/ 8 March 2019

Never a cog in the war machine

Hell
Hell, no: Being conscripted into the apartheid army to kill black people who had never done me harm somehow held little appeal

Thursday.

I should be writing. Instead, I’m re-reading John Matshikiza’s columns on the Mail & Guardian website.

Matshikiza was brilliant. His With the Lid Off column was the first thing I’d read in the M&G every Friday. Matshikiza played the computer keyboard like it was a grand piano, every word precise, delicate, hard thoughts flowing with absolute grace, balance. He documented a time of massive change with humour and insight and courage, used ordinary people to tell intricate stories and made us laugh.

Matshikiza made me want to really write.

It’s barely 7am and I’m already soaked in sweat.

A pre-work swim would be a magnificent way to cool off — at least temporarily — but there’s the small matter of the two deadlines (hopefully) that have to be met.

There’s also that nasty red effluent that poured into Durban’s Battery Beach over the weekend from a stormwater drain.

The water has cleared, but there are reports of people getting sick after swimming or surfing, so I reckon staying out of the ocean until at least Saturday is the way to go.

I’ve been swimming at Battery since I was a kid.

Growing up in Greyville, Battery was a 15-minute walk down Argyle Road for a swim in the ocean. Argyle Road is now Sandile Thusi Road, named after South African Youth Congress Durban leader and former political detainee.

Thusi was a serious-minded guy, but funny and gentle, a for-real cat.

He died, far too young, as a result of kidney damage he suffered during a hunger strike he participated in while in detention in the late 1980s.

By night the sand dunes at Battery were used by male sex workers and their clients to do their thing, so the beach, even in the whites-only days, never had any of the heavy “locals only” culture that came with Snake Park, Wedge and some of the other northern and central beaches.

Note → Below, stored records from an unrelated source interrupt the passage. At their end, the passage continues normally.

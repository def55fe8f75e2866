//! Occupation taxonomy: corpus loading, embedding-based title matching and
//! tenure grouping by occupation code.

mod corpus;
mod grouper;
mod matcher;

pub use corpus::{
    AlternateTitleCorpus, AlternateTitleEntry, FlagReason, FlaggedRecord, OccupationRecord,
    SourcePrefixPolicy, load_alternate_titles, load_occupation_data, parse_alternate_titles,
    parse_occupation_data,
};
pub use grouper::{GroupedPosition, GroupingOutcome, OccupationGroup, UNCLASSIFIED, group_by_occupation};
pub use matcher::{MatchOptions, MatchResult, MatchTable, match_positions, match_positions_or_skip};
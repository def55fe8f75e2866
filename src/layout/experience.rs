use serde::{Deserialize, Serialize};
use thiserror::Error;
use tracing::debug;

use super::config::LayoutConfig;
use super::dates::{DateRange, DateRangeParser};
use super::tokens::PositionedLine;

#[derive(Debug, Clone, PartialEq, Serialize, Deserialize)]
pub struct PositionEntry {
    pub position: String,
    pub date_periods: Vec<DateRange>,
    pub meta: String,
}

#[derive(Debug, Clone, PartialEq, Serialize, Deserialize)]
pub struct ExperienceEntry {
    pub company: String,
    pub positions: Vec<PositionEntry>,
}

/// A structural line that arrived before the parent it needs.
#[derive(Debug, Clone, PartialEq, Eq, Error, Serialize)]
#[serde(tag = "kind", rename_all = "snake_case")]
pub enum MalformedLayoutError {
    #[error("position line before any company: {text:?}")]
    PositionWithoutCompany { text: String },
    #[error("detail line before any position: {text:?}")]
    DetailWithoutPosition { text: String },
    #[error("contact line before any contact title: {text:?}")]
    ContactLineWithoutRecord { text: String },
}

/// Records built from one section plus the lines that had to be skipped.
#[derive(Debug, Clone, PartialEq)]
pub struct Extraction<T> {
    pub records: Vec<T>,
    pub skipped: Vec<MalformedLayoutError>,
}

#[derive(Default)]
struct ExperienceBuilder {
    finished: Vec<ExperienceEntry>,
    current_company: Option<ExperienceEntry>,
    current_position: Option<usize>,
}

impl ExperienceBuilder {
    fn start_company(&mut self, company: &str) {
        if let Some(previous) = self.current_company.take() {
            self.finished.push(previous);
        }
        self.current_company = Some(ExperienceEntry {
            company: company.to_string(),
            positions: Vec::new(),
        });
        self.current_position = None;
    }

    fn start_position(&mut self, position: &str) -> Result<(), MalformedLayoutError> {
        let Some(company) = self.current_company.as_mut() else {
            return Err(MalformedLayoutError::PositionWithoutCompany {
                text: position.to_string(),
            });
        };
        company.positions.push(PositionEntry {
            position: position.to_string(),
            date_periods: Vec::new(),
            meta: String::new(),
        });
        self.current_position = Some(company.positions.len() - 1);
        Ok(())
    }

    fn position_mut(&mut self, text: &str) -> Result<&mut PositionEntry, MalformedLayoutError> {
        let index = self.current_position;
        self.current_company
            .as_mut()
            .zip(index)
            .and_then(|(company, index)| company.positions.get_mut(index))
            .ok_or_else(|| MalformedLayoutError::DetailWithoutPosition {
                text: text.to_string(),
            })
    }

    fn add_periods(
        &mut self,
        periods: Vec<DateRange>,
        text: &str,
    ) -> Result<(), MalformedLayoutError> {
        self.position_mut(text)?.date_periods.extend(periods);
        Ok(())
    }

    fn add_meta(&mut self, text: &str) -> Result<(), MalformedLayoutError> {
        let position = self.position_mut(text)?;
        if !position.meta.is_empty() {
            position.meta.push(' ');
        }
        position.meta.push_str(text);
        Ok(())
    }

    fn finish(mut self) -> Vec<ExperienceEntry> {
        if let Some(last) = self.current_company.take() {
            self.finished.push(last);
        }
        self.finished
    }
}

/// Runs the company/position/detail state machine over the Experience
/// section. Heights other than the three structural ones are ignored.
pub fn extract_experience(
    lines: &[&PositionedLine],
    config: &LayoutConfig,
    dates: &DateRangeParser,
) -> Extraction<ExperienceEntry> {
    let mut builder = ExperienceBuilder::default();
    let mut skipped = Vec::<MalformedLayoutError>::new();

    for line in lines {
        let height = line.rounded_height();
        let text = line.text.as_str();

        let outcome = if height == config.company_height {
            builder.start_company(text);
            Ok(())
        } else if height == config.position_height {
            builder.start_position(text)
        } else if height == config.detail_height {
            let periods = dates.find_all(text);
            if periods.is_empty() {
                builder.add_meta(text)
            } else {
                builder.add_periods(periods, text)
            }
        } else {
            Ok(())
        };

        if let Err(error) = outcome {
            debug!(error = %error, "skipping experience line");
            skipped.push(error);
        }
    }

    Extraction {
        records: builder.finish(),
        skipped,
    }
}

It was also home to the Natal Command, the South African Defence (yeah, right) Force’s provincial headquarters. Only the ocean-facing facade of Command is still standing. The rest of it is going to become a film studio or a hotel or something.

I was sent to Natal Command in my matric year after my absence during registration week for two years of “national service” for the fourth year in a row was finally noticed. I was only a kid with no politics yet but I already knew I wasn’t going into the army, whatever happened. There was no way I was going to do anything to make calling me up any easier, so avoiding the registration process seemed like the logical thing to do.

My parents were solid.

They threw away all the correspondence from the school relating to the army. Ignored the phone calls.

My folks didn’t want me killing anybody. Neither did I.

The Muppet running the school’s cadets — pre-military service marching and occasional weapons drill conducted on Friday afternoons, which I generally traded for a whipping on Monday — and army recruitment gave me a talking-to about my duty to go and kill black people who had never laid a finger on me, unlike him and his colleagues. The stupid, arrogant fucker — who had a taste for bruising rebellious teenaged buttocks with a miniature cricket bat that he even had a name for — sent me off with a letter of apology to hand myself in and join the system for the following January’s intake.

Perhaps he expected me to be a compliant sheep and, pretty much voluntarily, with no physical gun at my head, hand myself over for two years in the army. My peers had, after all. Perhaps he bought my story that I suffered from seasonal illness, hence my absence for the same week, four years in a row, which just happened to be military registration week. Perhaps he thought I was stupid or that I didn’t have the guts to buck the system all the way, but I was sent off, with no armed escort or even a minder, to “do the right thing”, as he put it, and register.

I got as far as the bottom of Argyle Road, where I met up with this older cat called Glen, whom I knew from around. Glen was in his second year in the army and deeply regretful of not having headed for Port St Johns, where Durbanites unwilling to join the army headed because it was in the “independent” Transkei, rather than handing himself in.

Glen’s advice was simple. Don’t do it. The army system is broken. They don’t have the capacity to keep track of those they already have paperwork on. Keep on going. They’ll never find you.

The letter got as far as the rubbish bin in front of Command, where I threw it after ripping it into shreds before heading across the road for a spliff and a swim in the ocean with Glen, my career as a cog in the apartheid war machine over before it could start.